Document doc = new Document("input.pdf");

// Get the first link annotation from the first page of the document
LinkAnnotation linkAnnot = (LinkAnnotation)doc.Pages[1].Annotations[1];

if (linkAnnot.Action is GoToURIAction)
{
    // Modify the link: change link URI
    GoToURIAction goToAction = (GoToURIAction)linkAnnot.Action;

    // Specify the URI for the link object
    goToAction.URI = "";

    // Save the document with the updated link

    // Search the text under the annotation
    TextFragmentAbsorber ta = new TextFragmentAbsorber();
    Aspose.Pdf.Rectangle rect = linkAnnot.Rect;
    rect.LLX -= 10;
    rect.LLY -= 10;
    rect.URX += 10;
    rect.URY += 10;
    ta.TextSearchOptions = new TextSearchOptions(rect);
    ta.Visit(doc.Pages[1]);

    // Change color and text.
    foreach (TextFragment tf in ta.TextFragments)
    {
        tf.TextState.ForegroundColor = Aspose.Pdf.Color.Red;
        tf.Text = "Click Here";
    }
}

doc.Save("output.pdf");

Please contact us for any further assistance.

Best Regards,

oren10280 · May 13, 2015, 6:07am

Hi
Thank you very much for the example.
How can I disable links that are generated from a text such as:
http://edition.cnn.com . If the text has a pattern of link (e.g. http, www…) the PDF Acrobat link the text.

Thanks

tilal.ahmad · May 14, 2015, 1:04am

Hi Oren,

Thanks for your feedback. I noticed that Adobe automatically link the text with specified (http,www) pattern. After initial investigation we have logged a ticket PDFNEWNET-38688 in our issue tracking system for further investigation and resolution. We will notify you as soon as we made some progress towards issue resolution progress.

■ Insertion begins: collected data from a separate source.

//! テスト用: 台本どおりに応答する HttpTransport と、固定時刻・連番キー


#[cfg(test)]
pub use stub::{FixedClock, ScriptedTransport, SeqKeyGenerator};
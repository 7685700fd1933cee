//! people 固有のドメイン型（型と不変条件）

pub mod card;
pub mod family;
pub mod ids;
pub mod search;

pub use card::{time_range_label, CardPatch, ExperienceCard, RelationType};
pub use family::{normalize_families, CardFamily, NormalizedFamilies};
pub use ids::{CardId, PersonId, SearchId};
pub use search::{
    page_suggests_more, ContactDetails, MoreResponse, PersonProfile, PersonSearchResult, RecentSearch,
    SearchPhase, SearchResponse, SearchSession, UnlockResponse,
};
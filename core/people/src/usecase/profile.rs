use common::error::Error;
use common::http::{path_segment, RequestOptions};

use super::Deps;
use crate::domain::{PersonId, PersonProfile};
use crate::store::QueryKey;

/// 検索結果から開くプロフィール（人物ごとにキャッシュ）
pub struct ProfileQueries {
    deps: Deps,
}

impl ProfileQueries {
    pub fn new(deps: Deps) -> Self {
        Self { deps }
    }

    /// GET /people/{id}
    pub fn open(&self, person_id: &PersonId) -> Result<PersonProfile, Error> {
        let key = QueryKey::Person(person_id.clone());
        let now = self.deps.clock.now_ms();
        let (cached, seen) = self.deps.store.read(|s| {
            let cached = s
                .profiles
                .get(person_id)
                .filter(|_| s.queries.is_fresh(&key, now, None))
                .cloned();
            (cached, s.queries.invalidation_count(&key))
        });
        if let Some(profile) = cached {
            return Ok(profile);
        }
        let path = format!("/people/{}", path_segment(person_id.as_str()));
        let profile: PersonProfile = self.deps.client.call(&path, RequestOptions::get())?;
        self.deps.store.write(|s| {
            if s.queries.mark_fresh_since(key, now, seen) {
                s.profiles.insert(person_id.clone(), profile.clone());
            }
        });
        Ok(profile)
    }
}
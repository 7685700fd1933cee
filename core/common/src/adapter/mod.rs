//! アダプター（ports::outbound の標準実装）
//!
//! usecase は trait 経由でのみファイル・時刻・HTTP・環境変数に触れる。
//! ここには標準実装（Std* / Reqwest* / FileJsonLog）を置き、テストではモックを注入する。

pub mod file_json_log;
pub mod reqwest_transport;
pub mod std_clock;
pub mod std_env_resolver;
pub mod std_fs;
pub mod std_key_generator;

pub use file_json_log::{FileJsonLog, NoopLog};
pub use reqwest_transport::ReqwestTransport;
pub use std_clock::StdClock;
pub use std_env_resolver::StdEnvResolver;
pub use std_fs::StdFileSystem;
pub use std_key_generator::StdKeyGenerator;
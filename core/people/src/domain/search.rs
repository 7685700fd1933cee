//! 検索セッションと人物まわりの型

use super::family::CardFamily;
use super::ids::{PersonId, SearchId};
use serde::{Deserialize, Serialize};

/// 検索結果 1 件（一覧表示用の最小射影）
#[derive(Debug, Clone, PartialEq, Eq, Serialize, Deserialize)]
pub struct PersonSearchResult {
    #[serde(alias = "person_id")]
    pub id: PersonId,
    #[serde(default, alias = "name")]
    pub display_name: String,
    #[serde(default)]
    pub open_to_work: bool,
    #[serde(default)]
    pub open_to_contact: bool,
}

/// POST /search のレスポンス
#[derive(Debug, Clone, Deserialize)]
pub struct SearchResponse {
    pub search_id: SearchId,
    #[serde(default)]
    pub people: Vec<PersonSearchResult>,
}

/// GET /search/{id}/more のレスポンス
#[derive(Debug, Clone, Deserialize)]
pub struct MoreResponse {
    #[serde(default)]
    pub people: Vec<PersonSearchResult>,
}

/// 検索セッション
///
/// `has_more` は「直前のページが満杯だったか」からの推測で、サーバーの件数ではない。
#[derive(Debug, Clone, PartialEq)]
pub struct SearchSession {
    pub search_id: SearchId,
    pub query_text: String,
    pub open_to_work_only: bool,
    pub results: Vec<PersonSearchResult>,
    pub has_more: bool,
    /// 検索履歴から開いたセッション（追加取得に `history=true` を付ける）
    pub from_history: bool,
}

/// 検索セッションの状態
#[derive(Debug, Clone, Copy, PartialEq, Eq)]
pub enum SearchPhase {
    Idle,
    Submitting,
    Active,
    Appending,
    /// サーバー側でセッションが失効した
    Expired,
}

/// ページが満杯なら続きがあるとみなす。空ページは常に「続きなし」。
pub fn page_suggests_more(page_len: usize, page_size: usize) -> bool {
    page_len > 0 && page_len >= page_size
}

/// 検索履歴 1 件（GET /me/searches）
#[derive(Debug, Clone, PartialEq, Eq, Deserialize)]
pub struct RecentSearch {
    #[serde(alias = "id")]
    pub search_id: SearchId,
    #[serde(default, alias = "query")]
    pub query_text: String,
    pub created_at: Option<String>,
    #[serde(default)]
    pub open_to_work_only: bool,
    pub result_count: Option<usize>,
}

#[derive(Debug, Deserialize)]
pub(crate) struct RecentSearchesResponse {
    #[serde(default)]
    pub searches: Vec<RecentSearch>,
}

/// 連絡先
#[derive(Debug, Clone, PartialEq, Eq, Default, Deserialize)]
pub struct ContactDetails {
    pub email: Option<String>,
    pub phone: Option<String>,
    #[serde(alias = "linkedin")]
    pub linkedin_url: Option<String>,
}

/// POST /people/{id}/unlock-contact のレスポンス
#[derive(Debug, Clone, PartialEq, Eq, Deserialize)]
pub struct UnlockResponse {
    #[serde(default)]
    pub unlocked: bool,
    #[serde(default)]
    pub contact: Option<ContactDetails>,
}

/// 検索結果を開いたときに取得するプロフィール
#[derive(Debug, Clone, PartialEq, Deserialize)]
pub struct PersonProfile {
    #[serde(alias = "person_id")]
    pub id: PersonId,
    #[serde(default, alias = "name")]
    pub display_name: String,
    pub headline: Option<String>,
    pub location: Option<String>,
    #[serde(default, deserialize_with = "deserialize_families")]
    pub families: Vec<CardFamily>,
}

fn deserialize_families<'de, D>(deserializer: D) -> Result<Vec<CardFamily>, D::Error>
where
    D: serde::Deserializer<'de>,
{
    let value = serde_json::Value::deserialize(deserializer)?;
    super::family::normalize_families(value)
        .map(|n| n.families)
        .map_err(serde::de::Error::custom)
}
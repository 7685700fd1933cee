//! 連絡先のアンロック
//!
//! クレジットを消費する操作なので冪等キー付きで送る。
//! 失敗した送信のキーは人物ごとに保持し、`retry_unlock` で同じキーを再送する。

use common::domain::IdempotencyKey;
use common::error::Error;
use common::http::{path_segment, RequestOptions};
use common::ports::outbound::{LogLevel, LogRecord, Method};
use std::collections::HashMap;
use std::sync::{Mutex, MutexGuard};

use super::Deps;
use crate::domain::{PersonId, UnlockResponse};
use crate::store::QueryKey;

pub struct ContactUnlocker {
    deps: Deps,
    pending: Mutex<HashMap<PersonId, IdempotencyKey>>,
}

impl ContactUnlocker {
    pub fn new(deps: Deps) -> Self {
        Self {
            deps,
            pending: Mutex::new(HashMap::new()),
        }
    }

    fn pending(&self) -> MutexGuard<'_, HashMap<PersonId, IdempotencyKey>> {
        self.pending.lock().unwrap_or_else(|e| e.into_inner())
    }

    /// 再送待ちのキー
    pub fn pending_key(&self, person_id: &PersonId) -> Option<IdempotencyKey> {
        self.pending().get(person_id).cloned()
    }

    /// 新しい操作として送る（毎回新しいキー）
    pub fn unlock_contact(&self, person_id: &PersonId) -> Result<UnlockResponse, Error> {
        let key = self.deps.keys.next_key();
        self.submit(person_id, key)
    }

    /// 直前に失敗した送信を同じキーで送り直す
    pub fn retry_unlock(&self, person_id: &PersonId) -> Result<UnlockResponse, Error> {
        let key = self
            .pending_key(person_id)
            .ok_or_else(|| Error::invalid_argument(format!("No failed unlock to retry for {}", person_id)))?;
        self.submit(person_id, key)
    }

    fn submit(&self, person_id: &PersonId, key: IdempotencyKey) -> Result<UnlockResponse, Error> {
        let path = format!("/people/{}/unlock-contact", path_segment(person_id.as_str()));
        let result: Result<UnlockResponse, Error> =
            self.deps
                .client
                .with_idempotency(&path, &key, RequestOptions::new(Method::Post));
        match result {
            Ok(resp) => {
                self.pending().remove(person_id);
                self.deps.store.invalidate(&[QueryKey::Credits]);
                self.deps.emit(
                    LogRecord::new(LogLevel::Info, "contact unlocked")
                        .kind("unlock")
                        .field("person_id", person_id.as_str())
                        .field("unlocked", resp.unlocked),
                );
                Ok(resp)
            }
            Err(e) => {
                self.pending().insert(person_id.clone(), key);
                self.deps.emit_failure("unlock", "contact unlock failed", &e);
                Err(e)
            }
        }
    }
}
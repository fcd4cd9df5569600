use std::fmt::Write;

use crate::device::schema::{DeviceTable, cell_to_string};

const MAX_CELL_WIDTH: usize = 50;

fn clip(text: String) -> String {
    if text.chars().count() <= MAX_CELL_WIDTH {
        return text;
    }
    let mut clipped: String = text.chars().take(MAX_CELL_WIDTH - 3).collect();
    clipped.push_str("...");
    clipped
}

/// Render the last `count` rows as a right-aligned text table, each row
/// prefixed with its position in the full table.
pub fn render_tail(table: &DeviceTable, count: usize) -> String {
    if table.is_empty() {
        return format!("Empty device table\nColumns: [{}]\n", table.columns().join(", "));
    }

    let start = table.len().saturating_sub(count);
    let body: Vec<(String, Vec<String>)> = table.rows()[start..]
        .iter()
        .enumerate()
        .map(|(offset, row)| {
            let cells = row
                .cells()
                .iter()
                .map(|c| clip(cell_to_string(c).replace('\n', " ")))
                .collect();
            ((start + offset).to_string(), cells)
        })
        .collect();

    let index_width = body.iter().map(|(i, _)| i.len()).max().unwrap_or(0);
    let widths: Vec<usize> = table
        .columns()
        .iter()
        .enumerate()
        .map(|(col, name)| {
            body.iter()
                .map(|(_, cells)| cells[col].chars().count())
                .chain(std::iter::once(name.chars().count()))
                .max()
                .unwrap_or(0)
        })
        .collect();

    let mut out = String::new();
    let _ = write!(out, "{:index_width$}", "");
    for (name, width) in table.columns().iter().zip(widths.iter().copied()) {
        let _ = write!(out, "  {name:>width$}");
    }
    out.push('\n');

    for (index, cells) in &body {
        let _ = write!(out, "{index:<index_width$}");
        for (cell, width) in cells.iter().zip(widths.iter().copied()) {
            let _ = write!(out, "  {cell:>width$}");
        }
        out.push('\n');
    }
    out
}
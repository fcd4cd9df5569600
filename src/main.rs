use clap::Parser;
use owo_colors::OwoColorize;
use std::process::ExitCode;

use librenms_export::cli::Args;
use librenms_export::runner;

fn main() -> ExitCode {
    let args = match Args::try_parse() {
        Ok(args) => args,
        Err(e) => {
            // --help and --version are not failures
            let code = if e.use_stderr() { 1 } else { 0 };
            let _ = e.print();
            return ExitCode::from(code);
        }
    };

    env_logger::Builder::from_env(env_logger::Env::default().default_filter_or(&args.log_level))
        .init();

    match runner::run(&args.options()) {
        Ok(()) => ExitCode::SUCCESS,
        Err(e) => {
            log::debug!("{e:?}");
            eprintln!("{}", format!("An error occurred: {e}").bold().red());
            ExitCode::from(e.exit_code())
        }
    }
}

We are sorry for the inconvenience caused.

Best Regards,

camilm · May 20, 2015, 6:37pm

any update on this issue?

tilal.ahmad · May 21, 2015, 11:19am

Hi Camille,

Thanks for your inquiry. I am afraid issue is still not resolved. As we have recently noticed the issue and it is still pending for investigation due to other issues, already under investigation and resolution. We will notify you as soon as we made some significant progress towards issue resolution.

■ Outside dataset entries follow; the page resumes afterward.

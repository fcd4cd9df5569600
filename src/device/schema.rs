use serde_json::Value;
use std::str::FromStr;

use crate::error::Error;

/// Column name and whether the API must provide it
#[derive(Debug, Clone, Copy, PartialEq, Eq)]
pub struct Column {
    pub name: &'static str,
    pub required: bool,
}
const fn required(name: &'static str) -> Column {
    Column { name, required: true }
}
const fn optional(name: &'static str) -> Column {
    Column { name, required: false }
}

// sysObjectID, location_id, uptime and last_polled_timetaken are missing on
// some LibreNMS versions.
const FULL_COLUMNS: [Column; 14] = [
    required("hostname"),
    required("device_id"),
    required("hardware"),
    required("os"),
    required("ip"),
    required("sysName"),
    optional("sysObjectID"),
    required("serial"),
    required("location"),
    optional("location_id"),
    optional("uptime"),
    required("sysDescr"),
    required("status"),
    optional("last_polled_timetaken"),
];

const BASIC_COLUMNS: [Column; 9] = [
    required("hostname"),
    required("device_id"),
    required("hardware"),
    required("os"),
    required("ip"),
    required("sysName"),
    required("serial"),
    required("location"),
    required("status"),
];

/// Which fixed list of columns ends up in the export
#[derive(Debug, Clone, Copy, PartialEq, Eq, Default)]
pub enum ColumnSet {
    #[default]
    Full,
    Basic,
}
impl ColumnSet {
    pub fn columns(&self) -> &'static [Column] {
        match self {
            ColumnSet::Full => &FULL_COLUMNS,
            ColumnSet::Basic => &BASIC_COLUMNS,
        }
    }
}
impl FromStr for ColumnSet {
    type Err = Error;

    fn from_str(s: &str) -> Result<Self, Self::Err> {
        match s.trim().to_ascii_lowercase().as_str() {
            "full" => Ok(ColumnSet::Full),
            "basic" => Ok(ColumnSet::Basic),
            other => Err(Error::Config(format!(
                "unknown column set '{other}' (expected 'full' or 'basic')"
            ))),
        }
    }
}

/// One device row, cells in table column order
#[derive(Debug, Clone, PartialEq)]
pub struct DeviceRecord {
    cells: Vec<Value>,
}
impl DeviceRecord {
    pub(crate) fn new(cells: Vec<Value>) -> DeviceRecord {
        DeviceRecord { cells }
    }
    pub fn cells(&self) -> &[Value] {
        &self.cells
    }
    /// Hostname is always the first column
    pub fn hostname(&self) -> &str {
        self.cells.first().and_then(Value::as_str).unwrap_or_default()
    }
}

/// Devices sorted by hostname, projected onto a fixed column list
#[derive(Debug, Clone, PartialEq)]
pub struct DeviceTable {
    columns: Vec<String>,
    rows: Vec<DeviceRecord>,
}
impl DeviceTable {
    pub(crate) fn new(columns: Vec<String>, rows: Vec<DeviceRecord>) -> DeviceTable {
        DeviceTable { columns, rows }
    }
    pub fn columns(&self) -> &[String] {
        &self.columns
    }
    pub fn rows(&self) -> &[DeviceRecord] {
        &self.rows
    }
    pub fn len(&self) -> usize {
        self.rows.len()
    }
    pub fn is_empty(&self) -> bool {
        self.rows.is_empty()
    }
    /// Look up a cell by row index and column name
    pub fn get(&self, row: usize, column: &str) -> Option<&Value> {
        let col = self.columns.iter().position(|c| c == column)?;
        self.rows.get(row)?.cells.get(col)
    }
}

/// Render a cell the way it appears in text outputs
pub fn cell_to_string(value: &Value) -> String {
    match value {
        Value::Null => String::new(),
        Value::String(s) => s.clone(),
        other => other.to_string(),
    }
}

#[cfg(test)]
mod tests {
    use super::*;
    use serde_json::json;

    #[test]
    fn column_sets_have_fixed_shapes() {
        let full: Vec<&str> = ColumnSet::Full.columns().iter().map(|c| c.name).collect();
        assert_eq!(full.len(), 14);
        assert_eq!(full[0], "hostname");
        assert_eq!(full[13], "last_polled_timetaken");

        let basic: Vec<&str> = ColumnSet::Basic.columns().iter().map(|c| c.name).collect();
        assert_eq!(basic.len(), 9);
        assert!(ColumnSet::Basic.columns().iter().all(|c| c.required));
    }

    #[test]
    fn parses_column_set_names() {
        assert_eq!("basic".parse::<ColumnSet>().unwrap(), ColumnSet::Basic);
        assert_eq!(" FULL ".parse::<ColumnSet>().unwrap(), ColumnSet::Full);
        assert!("wide".parse::<ColumnSet>().is_err());
    }

    #[test]
    fn cells_render_as_plain_text() {
        assert_eq!(cell_to_string(&Value::Null), "");
        assert_eq!(cell_to_string(&json!("r1.lab")), "r1.lab");
        assert_eq!(cell_to_string(&json!(42)), "42");
        assert_eq!(cell_to_string(&json!(0.25)), "0.25");
        assert_eq!(cell_to_string(&json!(true)), "true");
        assert_eq!(cell_to_string(&json!(["a", 1])), "[\"a\",1]");
    }

    #[test]
    fn table_lookup_by_column_name() {
        let table = DeviceTable::new(
            vec!["hostname".into(), "device_id".into()],
            vec![DeviceRecord::new(vec![json!("core1"), json!(7)])],
        );
        assert_eq!(table.get(0, "device_id"), Some(&json!(7)));
        assert_eq!(table.get(0, "serial"), None);
        assert_eq!(table.get(1, "hostname"), None);
        assert_eq!(table.rows()[0].hostname(), "core1");
    }
}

We are sorry for the inconvenience caused.

Best Regards,

vinhlam · April 4, 2016, 3:30pm

Hello,

is there any news on this issue?

Thanks,

tilal.ahmad · April 5, 2016, 1:43am

Hi Camille,

Thanks for your inquiry. Please note we cannot delete hyperlinks from such text, because there are no any links. Viewer (Adobe or Foxit) converts a text that matches to a link and e-mail format and makes it active automatically. However as a workaround we can override the default link by our LinkAnnotation object configured with empty GoToAction. Please try following sample code snippet, hopefully it will help you to accomplish the task.

// load the PDF file
Document doc = new Document(myDir+"Hyperlink.pdf");

//create TextAbsorber object to find
//all the phrases matching the regular expression for hyperlink of e-mail
TextFragmentAbsorber textFragmentAbsorber = new TextFragmentAbsorber("(\\b(https?|ftp|file)://[-a-zA-Z0-9+&@#/%?=~_|!:,.;]*[-a-zA-Z0-9+&@#/%=~_|])|((([a-zA-Z]|[0-9])|([-]|[_]|[.]))+[@](([a-zA-Z0-9])|([-])){2,63}[.](([a-zA-Z0-9]){2,63})+$)");

//set text search option to specify
//regular expression usage
TextSearchOptions textSearchOptions = new TextSearchOptions(true);
textFragmentAbsorber.TextSearchOptions=textSearchOptions;

int pageNum = 1;
//accept the absorber for all the pages
Aspose.Pdf.Page page =
  doc.Pages[pageNum];
page.Accept(textFragmentAbsorber);

//get the extracted text fragments
TextFragmentCollection textFragmentCollection =
  textFragmentAbsorber.TextFragments;

//loop through the fragments
foreach (TextFragment textFragment in textFragmentCollection)
{
    LinkAnnotation linkAnnot = new LinkAnnotation(page, textFragment.Rectangle);
    linkAnnot.Border=new Border(linkAnnot);
    linkAnnot.Border.Width=0;
    page.Annotations.Add(linkAnnot);
}

doc.Save(myDir+"HyperlinkRemoved.pdf");

Best Regards,